Dear Helaine: My house is in a booming neighborhood in an "it" city. I only have a $50,000 mortgage. The property would appraise for about $300,000. It's a large lot, with a house and detached garage in so-so condition. It needs some work.
I would like to buttress my retirement savings, and I have two ideas of what I can do. I could subdivide it, and then sell the lot for a pretty penny. I would lose my garage and most of my yard, but I would have a chunk of change in the bank, which I could invest in my retirement.
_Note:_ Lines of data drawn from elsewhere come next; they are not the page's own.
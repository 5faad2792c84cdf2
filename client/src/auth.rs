//! Current session token, shared between the session and the gateway

use std::fmt;
use std::sync::Arc;
use tokio::sync::watch;

/// Shared handle on the current session token
///
/// The gateway reads it when each request is built, never at construction,
/// so a logout takes effect for every request issued afterwards. Requests
/// already sent keep the token they were built with.
///
/// ```
/// use larder_client::AuthToken;
///
/// let token = AuthToken::new();
/// let reader = token.clone();
/// token.set(Some("abc".to_string()));
/// assert_eq!(reader.current().as_deref(), Some("abc"));
/// ```
#[derive(Clone)]
pub struct AuthToken {
    sender: Arc<watch::Sender<Option<String>>>,
}

impl AuthToken {
    /// A handle with no token (logged out)
    #[must_use]
    pub fn new() -> Self {
        let (sender, _) = watch::channel(None);
        Self {
            sender: Arc::new(sender),
        }
    }

    /// The token right now
    #[must_use]
    pub fn current(&self) -> Option<String> {
        self.sender.borrow().clone()
    }

    /// Whether a token is held
    #[must_use]
    pub fn is_authenticated(&self) -> bool {
        self.sender.borrow().is_some()
    }

    /// Replace the token
    pub fn set(&self, token: Option<String>) {
        self.sender.send_replace(token);
    }
}

impl Default for AuthToken {
    fn default() -> Self {
        Self::new()
    }
}

impl fmt::Debug for AuthToken {
    fn fmt(&self, f: &mut fmt::Formatter<'_>) -> fmt::Result {
        f.debug_struct("AuthToken")
            .field("authenticated", &self.is_authenticated())
            .finish()
    }
}

#[cfg(test)]
mod tests {
    use super::*;

    #[test]
    fn clones_observe_logout() {
        let token = AuthToken::new();
        let gateway_view = token.clone();

        token.set(Some("t1".to_string()));
        assert!(gateway_view.is_authenticated());

        token.set(None);
        assert_eq!(gateway_view.current(), None);
    }

    #[test]
    fn debug_never_prints_token() {
        let token = AuthToken::new();
        token.set(Some("secret-token".to_string()));
        assert!(!format!("{token:?}").contains("secret-token"));
    }
}
//! Error types for the Larder client.
//!
//! Reducers never fail: everything below ends up either as an action carrying
//! the error or as a user-visible notice. [`AppError`] is only used at the
//! process boundary (configuration, startup, the binary).

use larder_client::GatewayError;
use larder_core::environment::TokenStoreError;
use larder_runtime::StoreError;
use thiserror::Error;

/// Result type alias for startup and shell operations.
pub type Result<T> = std::result::Result<T, AppError>;

/// Client-side validation failure in an edit form.
///
/// Never reaches the gateway. Both variants surface as the same notice.
#[derive(Debug, Error, Clone, PartialEq, Eq)]
pub enum FormError {
    /// A required field is empty.
    #[error("Required field is empty")]
    Incomplete,

    /// A numeric field does not parse, or is out of range.
    #[error("Field {field} is not a valid number")]
    InvalidNumber {
        /// Name of the offending field
        field: &'static str,
    },
}

/// Why a login attempt did not produce a session.
#[derive(Debug, Error, Clone, PartialEq, Eq)]
pub enum LoginError {
    /// The username is not an email address.
    #[error("Username is not a valid email address")]
    InvalidEmail,

    /// The password is empty.
    #[error("Password is required")]
    MissingPassword,

    /// Another attempt is still waiting for the service.
    #[error("A login attempt is already in progress")]
    InFlight,

    /// The service refused the credentials or could not be reached.
    #[error("Login rejected: {0}")]
    Rejected(GatewayError),
}

/// Invalid or unreadable configuration.
#[derive(Debug, Error)]
pub enum ConfigError {
    /// The configuration file could not be read.
    #[error("Failed to read config file {path}: {source}")]
    Read {
        /// File that was requested
        path: String,
        /// Underlying I/O error
        #[source]
        source: std::io::Error,
    },

    /// The configuration file is not valid TOML for [`crate::config::AppConfig`].
    #[error("Failed to parse config file {path}: {source}")]
    Parse {
        /// File that was requested
        path: String,
        /// Underlying TOML error
        #[source]
        source: toml::de::Error,
    },

    /// An environment override has the wrong format.
    #[error("Invalid value for {name}: {value}")]
    InvalidEnv {
        /// Variable name
        name: &'static str,
        /// Raw value
        value: String,
    },

    /// A setting failed validation.
    #[error("Invalid configuration: {0}")]
    Invalid(String),
}

/// Top-level error for the shell and the binary.
#[derive(Debug, Error)]
pub enum AppError {
    /// Configuration problem.
    #[error(transparent)]
    Config(#[from] ConfigError),

    /// Gateway construction or call failed.
    #[error(transparent)]
    Gateway(#[from] GatewayError),

    /// Login did not succeed.
    #[error(transparent)]
    Login(#[from] LoginError),

    /// Durable token storage failed.
    #[error(transparent)]
    TokenStore(#[from] TokenStoreError),

    /// A screen's store rejected an action or timed out.
    #[error(transparent)]
    Store(#[from] StoreError),

    /// The operation needs a session and there is none.
    #[error("Not logged in")]
    LoggedOut,
}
Or I could tear down the detached garage and build a new one with a granny flat apartment to rent above it. I could then do a traditional rental or Airbnb. (I'm leaning toward the traditional rental.) A friend of mine recently did something similar and, based on her experience, I speculate this would cost me about $125,000. Based on what rents are where I live, I believe I could rent the apartment for enough to cover the increased mortgage payment and other costs. What do you think? -- Home for Good
Dear Home for Good: The personal finance community likes to promote earning money as a landlord as "passive income," but it's frequently anything but. Tenants can call in the middle of the night, short-term guests can be wonderfully charming or a difficult handful. Either way, the person living in your property will be a most definite presence in your life. Expenses are often somewhat more than you expect -- you are now maintaining two properties, not one. You've doubled the number of sinks and roofs that can spring leaks.
That's not to say selling the land is an ideal situation either. It will cost you money in the long run -- homes lacking a detached garage or decent yard space do sell for less than those with them. You will, moreover, be living next to a construction site, and you'll ultimately have a neighbor you have no control in choosing living very close to your home. A difficult tenant is a relatively temporary problem, but you'll live next door to a problematic neighbor for a much longer period of time.
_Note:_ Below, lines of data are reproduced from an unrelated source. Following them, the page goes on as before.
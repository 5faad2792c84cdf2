//! Screen Router: which view is active and whether the drawer is open.
//!
//! Navigation is unconditional. Leaving a screen with an open edit form
//! discards the form.

use larder_core::effect::Effect;
use larder_core::reducer::Reducer;
use larder_core::{smallvec, SmallVec};
use std::fmt;

/// Top-level views, numbered as the navigation menus address them.
#[derive(Debug, Clone, Copy, Default, PartialEq, Eq, Hash)]
pub enum View {
    /// Main menu
    #[default]
    Home = 0,
    /// Pantry by category
    Pantry = 1,
    /// Recipes
    Recipes = 2,
    /// Recipes in shopping-list planning mode
    Planner = 3,
    /// Shopping list
    ShoppingList = 4,
}

impl View {
    /// Destinations offered by the home menu
    pub const HOME_MENU: [View; 4] = [View::Pantry, View::Recipes, View::Planner, View::ShoppingList];

    /// Destinations offered by the drawer
    pub const DRAWER: [View; 3] = [View::Pantry, View::Recipes, View::ShoppingList];

    /// Heading shown for the view
    #[must_use]
    pub const fn title(self) -> &'static str {
        match self {
            View::Home => "Home",
            View::Pantry => "My Pantry",
            View::Recipes => "My Recipes",
            View::Planner => "My Planner",
            View::ShoppingList => "My Shopping List",
        }
    }
}

impl fmt::Display for View {
    fn fmt(&self, f: &mut fmt::Formatter<'_>) -> fmt::Result {
        f.write_str(self.title())
    }
}

/// A view code outside `0..=4`.
#[derive(Debug, Clone, Copy, PartialEq, Eq, thiserror::Error)]
#[error("Unknown view code {0}")]
pub struct UnknownView(pub u8);

impl TryFrom<u8> for View {
    type Error = UnknownView;

    fn try_from(code: u8) -> Result<Self, UnknownView> {
        match code {
            0 => Ok(View::Home),
            1 => Ok(View::Pantry),
            2 => Ok(View::Recipes),
            3 => Ok(View::Planner),
            4 => Ok(View::ShoppingList),
            other => Err(UnknownView(other)),
        }
    }
}

/// Router state.
#[derive(Debug, Clone, Copy, Default, PartialEq, Eq)]
pub struct RouterState {
    /// Active view
    pub active: View,
    /// Navigation drawer visibility
    pub drawer_open: bool,
}

/// Router input.
#[derive(Debug, Clone, Copy, PartialEq, Eq)]
pub enum RouterAction {
    /// Switch views
    Navigate(View),
    /// Open or close the drawer
    ToggleDrawer,
    /// Pick a drawer entry: navigate and close the drawer
    DrawerSelect(View),
    /// Back to Home with the drawer closed
    Reset,
}

/// Reducer for [`RouterState`].
#[derive(Debug, Clone, Copy, Default)]
pub struct RouterReducer;

impl Reducer for RouterReducer {
    type State = RouterState;
    type Action = RouterAction;
    type Environment = ();

    fn reduce(&self, state: &mut RouterState, action: RouterAction, _env: &()) -> SmallVec<[Effect<RouterAction>; 4]> {
        match action {
            RouterAction::Navigate(view) => state.active = view,
            RouterAction::ToggleDrawer => state.drawer_open = !state.drawer_open,
            RouterAction::DrawerSelect(view) => {
                state.active = view;
                state.drawer_open = false;
            },
            RouterAction::Reset => *state = RouterState::default(),
        }
        tracing::debug!(view = %state.active, drawer_open = state.drawer_open, "Router");
        smallvec![Effect::None]
    }
}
If you still want to go ahead after weighing all these pros and cons, I suggest sitting down separately with both a real estate attorney and an accountant. You want to know the laws regulating both short- and long-term rentals in your neck of the woods, and then you'll also want to run the numbers with someone knowledgeable, objective and neutral. You need to know whether you have a financial cushion for contingencies ranging from the inability to rent the property out at the price you need to paying for unexpected repairs. If we want something, it's easy to underestimate the potential expenses and make the numbers work in our head. It's harder to fool a professional.